BACKGROUND: Non-placebo-controlled trials of erythropoiesis-stimulating agents (ESAs) comparing lower and higher hemoglobin targets in patients with chronic kidney disease indicate that targeting of a lower hemoglobin range may avoid ESA-associated risks. However, target-based strategies are confounded by each patient's individual hematopoietic response. METHODS: We assessed the relationship among the initial hemoglobin response to darbepoetin alfa after two weight-based doses, the hemoglobin level achieved after 4 weeks, the subsequent darbepoetin alfa dose, and outcomes in 1872 patients with chronic kidney disease and type 2 diabetes mellitus who were not receiving dialysis. We defined a poor initial response to darbepoetin alfa (which occurred in 471 patients) as the lowest quartile of percent change in hemoglobin level (<2%) after the first two standardized doses of the drug. RESULTS: Patients who had a poor initial response to darbepoetin alfa had a lower average hemoglobin level at 12 weeks and during follow-up than did patients with a better hemoglobin response (a change in hemoglobin level ranging from 2 to 15% or more) (P<0.001 for both comparisons), despite receiving higher doses of darbepoetin alfa (median dose, 232 μg vs. 167 μg; P<0.001).
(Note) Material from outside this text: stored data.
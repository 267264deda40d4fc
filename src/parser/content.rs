//! Content-stream interpretation.
//!
//! Walks the operator stream of a page and emits positioned text spans
//! plus image-draw events. Only the text and positioning operators are
//! modeled; color, clipping and path operators are ignored, and unknown
//! operators are skipped after discarding their operands so damaged or
//! exotic streams never abort a conversion.

use crate::model::TextSpan;
use crate::parser::lexer::{ObjectParser, Token};
use crate::parser::object::Object;
use std::collections::HashMap;
use unicode_normalization::UnicodeNormalization;

/// A font referenced by a page's resource dictionary.
#[derive(Debug, Clone)]
pub struct FontInfo {
    /// Resource name (the `/F1` in `/F1 12 Tf`)
    pub id: String,

    /// Base font name, subset prefix stripped
    pub base_name: String,

    /// Bold face, judged from the base name
    pub bold: bool,

    /// Italic face, judged from the base name
    pub italic: bool,
}

impl FontInfo {
    pub fn new(id: impl Into<String>, base_name: impl Into<String>) -> Self {
        let base_name = base_name.into();
        let lower = base_name.to_lowercase();
        let bold = lower.contains("bold") || lower.contains("black") || lower.contains("heavy");
        let italic = lower.contains("italic") || lower.contains("oblique");
        Self {
            id: id.into(),
            base_name,
            bold,
            italic,
        }
    }
}

/// An XObject drawn by a `Do` operator, in page coordinates.
#[derive(Debug, Clone)]
pub struct ImageDraw {
    /// XObject resource name
    pub name: String,
    pub x: f32,
    pub y: f32,
    pub width: f32,
    pub height: f32,
}

/// Everything the interpreter extracted from one page.
#[derive(Debug, Default)]
pub struct PageContent {
    pub spans: Vec<TextSpan>,
    pub images: Vec<ImageDraw>,
}

/// Interpret a decoded content stream against the page's font map.
pub fn interpret(data: &[u8], fonts: &HashMap<String, FontInfo>) -> PageContent {
    Interpreter::new(data, fonts).run()
}

/// TJ adjustments more negative than this (in thousandths of text space)
/// are treated as an inter-word gap.
const WORD_GAP_THRESHOLD: f64 = -200.0;

/// Affine transform in the PDF row-vector convention.
#[derive(Debug, Clone, Copy)]
struct Matrix {
    a: f32,
    b: f32,
    c: f32,
    d: f32,
    e: f32,
    f: f32,
}

impl Matrix {
    const IDENTITY: Matrix = Matrix {
        a: 1.0,
        b: 0.0,
        c: 0.0,
        d: 1.0,
        e: 0.0,
        f: 0.0,
    };

    fn translation(tx: f32, ty: f32) -> Self {
        Matrix {
            e: tx,
            f: ty,
            ..Self::IDENTITY
        }
    }

    /// `self` applied first, then `after`.
    fn then(&self, after: &Matrix) -> Matrix {
        Matrix {
            a: self.a * after.a + self.b * after.c,
            b: self.a * after.b + self.b * after.d,
            c: self.c * after.a + self.d * after.c,
            d: self.c * after.b + self.d * after.d,
            e: self.e * after.a + self.f * after.c + after.e,
            f: self.e * after.b + self.f * after.d + after.f,
        }
    }

    /// Horizontal scale factor of the transform.
    fn scale_x(&self) -> f32 {
        (self.a * self.a + self.b * self.b).sqrt()
    }
}

struct TextState {
    font: Option<FontInfo>,
    size: f32,
    leading: f32,
    matrix: Matrix,
    line_matrix: Matrix,
}

impl TextState {
    fn new() -> Self {
        Self {
            font: None,
            size: 0.0,
            leading: 0.0,
            matrix: Matrix::IDENTITY,
            line_matrix: Matrix::IDENTITY,
        }
    }

    fn next_line(&mut self, tx: f32, ty: f32) {
        self.line_matrix = Matrix::translation(tx, ty).then(&self.line_matrix);
        self.matrix = self.line_matrix;
    }
}

struct Interpreter<'a> {
    parser: ObjectParser<'a>,
    data: &'a [u8],
    fonts: &'a HashMap<String, FontInfo>,
    ctm: Matrix,
    ctm_stack: Vec<Matrix>,
    text: TextState,
    output: PageContent,
}

impl<'a> Interpreter<'a> {
    fn new(data: &'a [u8], fonts: &'a HashMap<String, FontInfo>) -> Self {
        Self {
            parser: ObjectParser::new(data),
            data,
            fonts,
            ctm: Matrix::IDENTITY,
            ctm_stack: Vec::new(),
            text: TextState::new(),
            output: PageContent::default(),
        }
    }

    fn run(mut self) -> PageContent {
        let mut operands: Vec<Object> = Vec::new();
        loop {
            let token = match self.parser.next_token() {
                Ok(Some(token)) => token,
                Ok(None) => break,
                Err(err) => {
                    log::debug!("stopping content interpretation: {err}");
                    break;
                }
            };
            match token {
                Token::Keyword(op) => {
                    self.execute(&op, &operands);
                    operands.clear();
                }
                other => match self.parser.parse_object_from(other) {
                    Ok(obj) => operands.push(obj),
                    Err(err) => {
                        log::debug!("bad operand in content stream: {err}");
                        operands.clear();
                    }
                },
            }
        }
        self.output
    }

    fn execute(&mut self, op: &str, operands: &[Object]) {
        match op {
            "q" => self.ctm_stack.push(self.ctm),
            "Q" => {
                if let Some(m) = self.ctm_stack.pop() {
                    self.ctm = m;
                }
            }
            "cm" => {
                if let Some(m) = matrix_operands(operands) {
                    self.ctm = m.then(&self.ctm);
                }
            }
            "BT" => {
                self.text.matrix = Matrix::IDENTITY;
                self.text.line_matrix = Matrix::IDENTITY;
            }
            "ET" => {}
            "Tf" => {
                if let (Some(name), Some(size)) = (
                    operands.first().and_then(Object::as_name),
                    operands.get(1).and_then(number),
                ) {
                    self.text.size = size;
                    self.text.font = match self.fonts.get(name) {
                        Some(font) => Some(font.clone()),
                        None => {
                            log::debug!("font resource /{name} did not resolve");
                            None
                        }
                    };
                }
            }
            "Td" => {
                if let Some((tx, ty)) = pair(operands) {
                    self.text.next_line(tx, ty);
                }
            }
            "TD" => {
                if let Some((tx, ty)) = pair(operands) {
                    self.text.leading = -ty;
                    self.text.next_line(tx, ty);
                }
            }
            "Tm" => {
                if let Some(m) = matrix_operands(operands) {
                    self.text.line_matrix = m;
                    self.text.matrix = m;
                }
            }
            "TL" => {
                if let Some(l) = operands.first().and_then(number) {
                    self.text.leading = l;
                }
            }
            "T*" => {
                let leading = self.text.leading;
                self.text.next_line(0.0, -leading);
            }
            "Tj" => {
                if let Some(Object::String(bytes)) = operands.first() {
                    self.show_text(bytes);
                }
            }
            "'" => {
                let leading = self.text.leading;
                self.text.next_line(0.0, -leading);
                if let Some(Object::String(bytes)) = operands.first() {
                    self.show_text(bytes);
                }
            }
            "\"" => {
                // Word/char spacing operands are ignored; the string still
                // starts a new line.
                let leading = self.text.leading;
                self.text.next_line(0.0, -leading);
                if let Some(Object::String(bytes)) = operands.last() {
                    self.show_text(bytes);
                }
            }
            "TJ" => {
                if let Some(Object::Array(items)) = operands.first() {
                    self.show_text_array(items);
                }
            }
            "Do" => {
                if let Some(name) = operands.first().and_then(Object::as_name) {
                    self.output.images.push(ImageDraw {
                        name: name.to_string(),
                        x: self.ctm.e,
                        y: self.ctm.f,
                        width: self.ctm.a.abs(),
                        height: self.ctm.d.abs(),
                    });
                }
            }
            "BI" => self.skip_inline_image(),
            _ => {
                log::debug!("skipping content operator '{op}'");
            }
        }
    }

    fn show_text(&mut self, bytes: &[u8]) {
        let text: String = decode_string(bytes).nfc().collect();
        if text.is_empty() {
            return;
        }

        let size = self.text.size;
        let render = self.text.matrix.then(&self.ctm);
        let scale = render.scale_x();
        // Without width tables a glyph advances roughly half an em.
        let advance = text.chars().count() as f32 * size * 0.5;

        if !text.trim().is_empty() {
            let font = self.text.font.as_ref();
            self.output.spans.push(TextSpan {
                width: advance * scale,
                font_size: size * scale,
                x: render.e,
                y: render.f,
                font_id: font.map(|f| f.id.clone()),
                bold: font.map(|f| f.bold).unwrap_or(false),
                italic: font.map(|f| f.italic).unwrap_or(false),
                text,
            });
        }
        self.text.matrix = Matrix::translation(advance, 0.0).then(&self.text.matrix);
    }

    fn show_text_array(&mut self, items: &[Object]) {
        for item in items {
            match item {
                Object::String(bytes) => self.show_text(bytes),
                Object::Integer(_) | Object::Real(_) => {
                    let v = item.as_f64().unwrap_or(0.0);
                    if v < WORD_GAP_THRESHOLD {
                        self.insert_word_gap();
                    }
                    let tx = (-v as f32 / 1000.0) * self.text.size;
                    self.text.matrix = Matrix::translation(tx, 0.0).then(&self.text.matrix);
                }
                _ => {}
            }
        }
    }

    /// Large negative TJ kerning reads as a word gap; CJK text does not
    /// use space-separated words, so a gap after a CJK glyph is ignored.
    fn insert_word_gap(&mut self) {
        if let Some(last) = self.output.spans.last_mut() {
            match last.text.chars().last() {
                Some(c) if is_cjk(c) => {}
                Some(c) if c != ' ' => last.text.push(' '),
                _ => {}
            }
        }
    }

    /// Skip `BI ... ID <binary> EI` without tokenizing the payload.
    fn skip_inline_image(&mut self) {
        loop {
            match self.parser.next_token() {
                Ok(Some(Token::Keyword(k))) if k == "ID" => break,
                Ok(Some(_)) => {}
                Ok(None) | Err(_) => return,
            }
        }
        let start = self.parser.pos();
        let mut i = start;
        while i + 1 < self.data.len() {
            if self.data[i] == b'E'
                && self.data[i + 1] == b'I'
                && (i == 0 || self.data[i - 1].is_ascii_whitespace())
                && self
                    .data
                    .get(i + 2)
                    .map(|b| b.is_ascii_whitespace())
                    .unwrap_or(true)
            {
                self.parser.seek(i + 2);
                return;
            }
            i += 1;
        }
        self.parser.seek(self.data.len());
    }
}

fn number(obj: &Object) -> Option<f32> {
    obj.as_f64().map(|v| v as f32)
}

fn pair(operands: &[Object]) -> Option<(f32, f32)> {
    if operands.len() < 2 {
        return None;
    }
    Some((
        number(&operands[operands.len() - 2])?,
        number(&operands[operands.len() - 1])?,
    ))
}

fn matrix_operands(operands: &[Object]) -> Option<Matrix> {
    if operands.len() < 6 {
        return None;
    }
    let v: Vec<f32> = operands[operands.len() - 6..]
        .iter()
        .filter_map(number)
        .collect();
    if v.len() != 6 {
        return None;
    }
    Some(Matrix {
        a: v[0],
        b: v[1],
        c: v[2],
        d: v[3],
        e: v[4],
        f: v[5],
    })
}

/// Decode string bytes: UTF-16BE when the BOM announces it, UTF-8 when
/// valid, Latin-1 otherwise.
pub(crate) fn decode_string(bytes: &[u8]) -> String {
    if bytes.starts_with(&[0xFE, 0xFF]) {
        let units: Vec<u16> = bytes[2..]
            .chunks(2)
            .map(|c| u16::from_be_bytes([c[0], *c.get(1).unwrap_or(&0)]))
            .collect();
        return String::from_utf16_lossy(&units);
    }
    match std::str::from_utf8(bytes) {
        Ok(s) => s.to_string(),
        Err(_) => bytes.iter().map(|&b| b as char).collect(),
    }
}

fn is_cjk(c: char) -> bool {
    matches!(c as u32,
        0x3040..=0x30FF      // Hiragana, Katakana
        | 0x3400..=0x4DBF    // CJK extension A
        | 0x4E00..=0x9FFF    // CJK unified
        | 0xAC00..=0xD7AF    // Hangul syllables
        | 0xF900..=0xFAFF    // CJK compatibility
        | 0xFF00..=0xFFEF    // Fullwidth forms
    )
}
Patients with a poor response, as compared with those with a better response, had higher rates of the composite cardiovascular end point (adjusted hazard ratio, 1.31; 95% confidence interval [CI], 1.09 to 1.59) or death (adjusted hazard ratio, 1.41; 95% CI, 1.12 to 1.78). CONCLUSIONS: A poor initial hematopoietic response to darbepoetin alfa was associated with an increased subsequent risk of death or cardiovascular events as doses were escalated to meet target hemoglobin levels. Although the mechanism of this differential effect is not known, these findings raise concern about current target-based strategies for treating anemia in patients with chronic kidney disease. (Funded by Amgen; ClinicalTrials.gov number, NCT00093015.)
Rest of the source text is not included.